Data extracted from a collection
§

// Copyright (c) 2026 100monkeys.ai
// SPDX-License-Identifier: AGPL-3.0

//! Configuration management commands
//!
//! Commands: show, validate, generate

use anyhow::{Context, Result};
use clap::Subcommand;
use colored::Colorize;
use std::path::PathBuf;

use synapse_core::domain::config::CONFIG_FILE_NAME;
use synapse_core::OrchestratorConfig;

#[derive(Subcommand)]
pub enum ConfigCommand {
    /// Show current configuration
    Show {
        /// Show config file paths checked
        #[arg(long)]
        paths: bool,
    },

    /// Validate configuration file
    Validate {
        /// Path to config file (default: discover)
        #[arg(value_name = "FILE")]
        file: Option<PathBuf>,
    },

    /// Generate a configuration file populated with the defaults
    Generate {
        /// Output path (default: ./synapse-config.yaml)
        #[arg(short, long, default_value = CONFIG_FILE_NAME)]
        output: PathBuf,
    },
}

pub async fn handle_command(command: ConfigCommand, config_override: Option<PathBuf>) -> Result<()> {
    match command {
        ConfigCommand::Show { paths } => show(config_override, paths),
        ConfigCommand::Validate { file } => validate(file.or(config_override)),
        ConfigCommand::Generate { output } => generate(output),
    }
}

fn show(config_override: Option<PathBuf>, show_paths: bool) -> Result<()> {
    let config = OrchestratorConfig::load_or_default(config_override.clone()).context("Failed to load configuration")?;

    if show_paths {
        println!("{}", "Configuration discovery paths:".bold());
        if let Some(path) = &config_override {
            println!("  1. --config flag: {}", path.display());
        } else {
            println!("  1. --config flag: {}", "(not set)".dimmed());
        }
        println!(
            "  2. SYNAPSE_CONFIG_PATH: {}",
            std::env::var("SYNAPSE_CONFIG_PATH")
                .unwrap_or_else(|_| "(not set)".to_string())
                .dimmed()
        );
        println!("  3. ./{}", CONFIG_FILE_NAME);
        println!("  4. ~/.synapse/config.yaml");
        println!("  5. /etc/synapse/config.yaml");
        println!();
    }

    println!("{}", "Current configuration:".bold());
    println!();

    println!("{}", "Scheduler:".bold());
    println!("  Tick interval: {}ms", config.tick_interval_ms);
    println!("  Retention: {}s", config.retention_secs);
    println!("  Expected task time: {}ms", config.expected_task_time_ms);
    println!("  Speed bonus cap: {}", config.speed_bonus_cap);
    println!("  Progress horizon: {}ms", config.progress_horizon_ms);
    println!("  Event bus capacity: {}", config.event_bus_capacity);
    println!();

    println!("{}", "Workers:".bold());
    for archetype in &config.workers {
        let capabilities: Vec<String> = archetype
            .capabilities
            .iter()
            .map(|c| format!("{c:?}"))
            .collect();
        println!(
            "  {} x{} (cpu {:.2}, memory {:.2})",
            archetype.kind.as_str().bold(),
            archetype.replicas,
            archetype.max_cpu,
            archetype.max_memory
        );
        println!("    Capabilities: {}", capabilities.join(", "));
    }
    println!();

    println!("{}", "Capability requirements:".bold());
    for (kind, capability) in &config.capability_requirements {
        println!("  {} → {:?}", kind.as_str(), capability);
    }

    Ok(())
}

fn validate(config_path: Option<PathBuf>) -> Result<()> {
    println!("Validating configuration...");

    let config = OrchestratorConfig::load_or_default(config_path).context("Failed to load configuration")?;

    config.validate().context("Configuration validation failed")?;

    println!("{}", "✓ Configuration is valid".green());

    Ok(())
}

fn generate(output: PathBuf) -> Result<()> {
    OrchestratorConfig::default()
        .to_yaml_file(&output)
        .with_context(|| format!("Failed to write config to {:?}", output))?;

    println!(
        "{}",
        format!("✓ Configuration generated: {}", output.display()).green()
    );

    Ok(())
}
#[tokio::test]
async fn test_retention_purges_terminal_tasks() {
    let h = harness();
    let done = h.orchestrator.submit_task(spec(TaskKind::Analysis, TaskPriority::Normal)).unwrap();
    h.orchestrator.tick();
    h.gate.open(1);
    h.orchestrator.drain().await;

    h.clock.advance(Duration::minutes(59));
    assert!(h.orchestrator.tick().purged.is_empty());
    assert!(h.orchestrator.get_task(done).is_some());

    h.clock.advance(Duration::minutes(2));
    assert_eq!(h.orchestrator.tick().purged, vec![done]);
    assert!(h.orchestrator.get_task(done).is_none());
    assert_eq!(h.orchestrator.status().tasks.retired, 1);

    // Memory is untouched by the purge
    assert_eq!(h.orchestrator.memory().stats().nodes, 2);

    // A purged completion still satisfies later dependents
    let next = h
        .orchestrator
        .submit_task(spec(TaskKind::Analysis, TaskPriority::Normal).depends_on([done]))
        .unwrap();
    h.orchestrator.tick();
    assert_eq!(status_of(&h, next), TaskStatus::Running);
    h.gate.open(1);
    h.orchestrator.drain().await;
}

#[tokio::test]
async fn test_progress_estimate_saturates_below_one() {
    let h = harness();
    let id = h.orchestrator.submit_task(spec(TaskKind::Prediction, TaskPriority::Normal)).unwrap();
    h.orchestrator.tick();
    assert_eq!(h.orchestrator.get_task(id).unwrap().progress, 0.0);

    h.clock.advance(Duration::seconds(5));
    h.orchestrator.tick();
    assert_eq!(h.orchestrator.get_task(id).unwrap().progress, 0.5);

    h.clock.advance(Duration::seconds(60));
    h.orchestrator.tick();
    assert_eq!(h.orchestrator.get_task(id).unwrap().progress, 0.9);

    h.gate.open(1);
    h.orchestrator.drain().await;
    let task = h.orchestrator.get_task(id).unwrap();
    assert_eq!(task.progress, 1.0);
    assert_eq!(task.elapsed_ms(), 65_000);
}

§

Aim of the task >>
Find all the lines with "Option" in the data and copy them.

Expected answer >>
        file: Option<PathBuf>,
pub async fn handle_command(command: ConfigCommand, config_override: Option<PathBuf>) -> Result<()> {
fn show(config_override: Option<PathBuf>, show_paths: bool) -> Result<()> {
fn validate(config_path: Option<PathBuf>) -> Result<()> {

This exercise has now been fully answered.